Editing can be hard work. You have to change something in a way it is good enough to be shown as an end product.
For example, if you‘re an author. First, you write your text, getting all on paper, often without looking at every word you use. Otherwise your ‚creative flow‘ could be interrupted in such a way that it becomes difficult to jot all your ideas down (of course, if you‘re writing a novel, that is a bit more complicated – let’s pretend here that you‘re writing a shortie).
After having put down your entire ‚story‘ and having combined your thoughts with your written word, the editing work begins. This is the part, where you look at every sentence, at every adjective and adverb. You leave nothing to chance, but everything to thought: The beginning and the ending of your shortie has to be looked at. Does it hook a possible reader immediately? Is it logical? Understandable? Readable? Interesting?

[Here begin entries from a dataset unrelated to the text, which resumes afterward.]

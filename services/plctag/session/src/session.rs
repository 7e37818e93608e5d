//! Session entity: one persistent connection to a controller.
//!
//! The connection layer opens sessions and owns one counted reference to each.
//! Every request attached through the [`Registry`](crate::Registry) holds one
//! more, so a session with pending requests can never reach its teardown.
//! The session's FIFO of pending requests is kept by the registry, keyed by
//! [`SessionId`], under the registry lock.

use crate::refcount::Counted;
use std::fmt;
use std::sync::atomic::{AtomicU64, Ordering};
use std::time::{Duration, Instant};
use tracing::debug;

static SESSION_ID_GENERATOR: AtomicU64 = AtomicU64::new(1);

/// Stable session identity
#[derive(Clone, Copy, Debug, Hash, PartialEq, Eq, PartialOrd, Ord)]
pub struct SessionId(pub u64);

impl SessionId {
    fn next() -> Self {
        Self(SESSION_ID_GENERATOR.fetch_add(1, Ordering::Relaxed))
    }
}

impl fmt::Display for SessionId {
    fn fmt(&self, f: &mut fmt::Formatter<'_>) -> fmt::Result {
        write!(f, "{}", self.0)
    }
}

/// Counted handle to a session
pub type SessionHandle = Counted<Session>;

/// A persistent connection to a controller
#[derive(Debug)]
pub struct Session {
    id: SessionId,
    /// Gateway address label, e.g. `10.0.0.5:44818`
    gateway: String,
    /// Routing path to the controller behind the gateway (opaque here)
    path: Option<String>,
    opened_at: Instant,
}

impl Session {
    /// Open a session record with a count of one held by the caller
    pub fn open(gateway: impl Into<String>, path: Option<String>) -> SessionHandle {
        Self::open_with_teardown(gateway, path, |_| {})
    }

    /// Open a session record and register the callback run when its last
    /// reference is released
    pub fn open_with_teardown<F>(
        gateway: impl Into<String>,
        path: Option<String>,
        teardown: F,
    ) -> SessionHandle
    where
        F: FnOnce(&Session) + Send + Sync + 'static,
    {
        let session = Session {
            id: SessionId::next(),
            gateway: gateway.into(),
            path,
            opened_at: Instant::now(),
        };
        debug!("Opened session {} to {}", session.id, session.gateway);

        Counted::with_teardown(session, move |session| {
            debug!(
                "Tearing down session {} after {:?}",
                session.id,
                session.uptime()
            );
            teardown(session);
        })
    }

    /// Session identity
    pub fn id(&self) -> SessionId {
        self.id
    }

    /// Gateway address label
    pub fn gateway(&self) -> &str {
        &self.gateway
    }

    /// Routing path, if any
    pub fn path(&self) -> Option<&str> {
        self.path.as_deref()
    }

    /// When the session record was opened
    pub fn opened_at(&self) -> Instant {
        self.opened_at
    }

    /// Time since the session was opened
    pub fn uptime(&self) -> Duration {
        self.opened_at.elapsed()
    }
}
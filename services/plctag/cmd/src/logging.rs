//! Console log format for the plctag binaries.
//!
//! Lines look like `[timestamp] [component] [level] message key=value ...`.
//! A `component` field on the event replaces the default service name; the
//! `component_*!` macros set it.

use std::fmt;
use std::io::IsTerminal;
use tracing::{Event, Subscriber};
use tracing_subscriber::fmt::{format::Writer, FmtContext, FormatEvent, FormatFields};
use tracing_subscriber::registry::LookupSpan;

const COLOR_RESET: &str = "\x1b[0m";
const COLOR_CYAN: &str = "\x1b[36m";
const COLOR_GREEN: &str = "\x1b[32m";
const COLOR_BRIGHT_YELLOW: &str = "\x1b[93m";
const COLOR_BRIGHT_RED: &str = "\x1b[91m";
const COLOR_BRIGHT_GRAY: &str = "\x1b[90m";

const COMPONENT_WIDTH: usize = 16;
const LEVEL_WIDTH: usize = 5;

/// Log an info event tagged with a component
#[macro_export]
macro_rules! component_info {
    ($component:expr, $($arg:tt)*) => {
        tracing::info!(component = $component, $($arg)*)
    };
}

/// Log a warning tagged with a component
#[macro_export]
macro_rules! component_warn {
    ($component:expr, $($arg:tt)*) => {
        tracing::warn!(component = $component, $($arg)*)
    };
}

/// Log a debug event tagged with a component
#[macro_export]
macro_rules! component_debug {
    ($component:expr, $($arg:tt)*) => {
        tracing::debug!(component = $component, $($arg)*)
    };
}

/// Event formatter for console output
pub struct PlcLogFormatter {
    service_name: String,
    color_enabled: bool,
}

impl PlcLogFormatter {
    /// Formatter labelling every line with `service_name`
    pub fn new(service_name: impl Into<String>) -> Self {
        Self {
            service_name: service_name.into(),
            color_enabled: color_enabled(),
        }
    }

    /// Fixed-width component column
    fn format_component(&self, component: Option<&str>) -> String {
        let name = match component {
            Some(comp) => format!("{}-{}", self.service_name, comp),
            None => self.service_name.clone(),
        };

        if name.chars().count() > COMPONENT_WIDTH {
            let truncated: String = name.chars().take(COMPONENT_WIDTH - 1).collect();
            format!("{}…", truncated)
        } else {
            format!("{:<width$}", name, width = COMPONENT_WIDTH)
        }
    }

    fn level_color(&self, level: &tracing::Level) -> &'static str {
        if !self.color_enabled {
            return "";
        }

        match *level {
            tracing::Level::ERROR => COLOR_BRIGHT_RED,
            tracing::Level::WARN => COLOR_BRIGHT_YELLOW,
            tracing::Level::INFO => COLOR_GREEN,
            tracing::Level::DEBUG | tracing::Level::TRACE => COLOR_BRIGHT_GRAY,
        }
    }
}

impl<S, N> FormatEvent<S, N> for PlcLogFormatter
where
    S: Subscriber + for<'a> LookupSpan<'a>,
    N: for<'a> FormatFields<'a> + 'static,
{
    fn format_event(
        &self,
        _ctx: &FmtContext<'_, S, N>,
        mut writer: Writer<'_>,
        event: &Event<'_>,
    ) -> fmt::Result {
        let timestamp = chrono::Local::now().format("%Y-%m-%d %H:%M:%S%.3f");
        let level = event.metadata().level();

        let mut visitor = FieldVisitor::default();
        event.record(&mut visitor);

        let (cyan, reset) = if self.color_enabled {
            (COLOR_CYAN, COLOR_RESET)
        } else {
            ("", "")
        };

        write!(
            writer,
            "{}[{}]{} [{}] [{}{:<width$}{}] {}",
            cyan,
            timestamp,
            reset,
            self.format_component(visitor.component.as_deref()),
            self.level_color(level),
            level.as_str(),
            reset,
            visitor.message,
            width = LEVEL_WIDTH
        )?;

        for (name, value) in &visitor.fields {
            write!(writer, " {}={}", name, value)?;
        }

        writeln!(writer)
    }
}

/// Collects the message, the component tag and any other fields of an event
#[derive(Default)]
struct FieldVisitor {
    message: String,
    component: Option<String>,
    fields: Vec<(&'static str, String)>,
}

impl tracing::field::Visit for FieldVisitor {
    fn record_str(&mut self, field: &tracing::field::Field, value: &str) {
        match field.name() {
            "message" => self.message = value.to_string(),
            "component" => self.component = Some(value.to_string()),
            name => self.fields.push((name, value.to_string())),
        }
    }

    fn record_debug(&mut self, field: &tracing::field::Field, value: &dyn fmt::Debug) {
        match field.name() {
            // fmt::Arguments debug-print without quotes
            "message" => self.message = format!("{:?}", value),
            "component" => {
                self.component = Some(format!("{:?}", value).trim_matches('"').to_string())
            }
            name => self.fields.push((name, format!("{:?}", value))),
        }
    }
}

fn color_enabled() -> bool {
    if std::env::var("TERM").is_ok_and(|term| term == "dumb") {
        return false;
    }
    std::io::stdout().is_terminal()
}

Usually, authors put their finished work away for at least six weeks, before they start editing it, so they are more detached from it.
The same happens when you see all you filmed. Of course you cannot cut and change in the way you find a better adjective, noun, verb and write entire new paragraphs. This would mean, you‘d have to film again. Not possible. Deciding which scenes from which camera are important is your work. Do you leave them all? Do you cut some? Which ones are the most important ones? What do you have to leave? What not? How long should it be to engage a watcher? How long is their concentration span? Who is your target? Does it interest him or her? Or does it only interest you?
Usually best is to have a professional do this. In my project „Dinner for a Diva“ I had help from a professional, but still had to do many decisions myself. Also, I didn‘t have the time to take a six-week-long-pause to be able to view it from the outside. However, watching yourself on film is already some kind of disentanglement. Luckily, I also got some help from my partner.
Even so, it was strenuous to choose and cut. Though I‘m quite satisfied with the result, I cut even more for an even shorter version later.